== EXTRACTED MATERIAL ==

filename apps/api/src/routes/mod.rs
pub mod health;

use axum::{
    routing::{get, post},
    Router,
};

use crate::generation::handlers as generation;
use crate::recommendation::handlers as recommendation;
use crate::state::AppState;

pub fn build_router(state: AppState) -> Router {
    Router::new()
        .route("/health", get(health::health_handler))
        .route(
            "/api/v1/jobs/recommended",
            post(recommendation::handle_recommended),
        )
        .route(
            "/api/v1/cover-letters/generate",
            post(generation::handle_generate_cover_letter),
        )
        .route("/api/v1/ai/chat", post(generation::handle_chat))
        .with_state(state)
}
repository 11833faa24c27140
pub mod job;
pub mod profile;
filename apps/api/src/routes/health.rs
use axum::{extract::State, Json};
use serde_json::{json, Value};

use crate::state::AppState;

/// GET /health
/// Returns a simple status object with service version and embedding backend.
pub async fn health_handler(State(state): State<AppState>) -> Json<Value> {
    Json(json!({
        "status": "ok",
        "version": env!("CARGO_PKG_VERSION"),
        "service": "jobboard-api",
        "embedder": state.assistant.embedder_name(),
    }))
}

===

TASK GOAL — All the entries should be output exactly as given.

RESULT —
filename apps/api/src/routes/mod.rs
pub mod health;

use axum::{
    routing::{get, post},
    Router,
};

use crate::generation::handlers as generation;
use crate::recommendation::handlers as recommendation;
use crate::state::AppState;

pub fn build_router(state: AppState) -> Router {
    Router::new()
        .route("/health", get(health::health_handler))
        .route(
            "/api/v1/jobs/recommended",
            post(recommendation::handle_recommended),
        )
        .route(
            "/api/v1/cover-letters/generate",
            post(generation::handle_generate_cover_letter),
        )
        .route("/api/v1/ai/chat", post(generation::handle_chat))
        .with_state(state)
}
repository 11833faa24c27140
pub mod job;
pub mod profile;
filename apps/api/src/routes/health.rs
use axum::{extract::State, Json};
use serde_json::{json, Value};

use crate::state::AppState;

/// GET /health
/// Returns a simple status object with service version and embedding backend.
pub async fn health_handler(State(state): State<AppState>) -> Json<Value> {
    Json(json!({
        "status": "ok",
        "version": env!("CARGO_PKG_VERSION"),
        "service": "jobboard-api",
        "embedder": state.assistant.embedder_name(),
    }))
}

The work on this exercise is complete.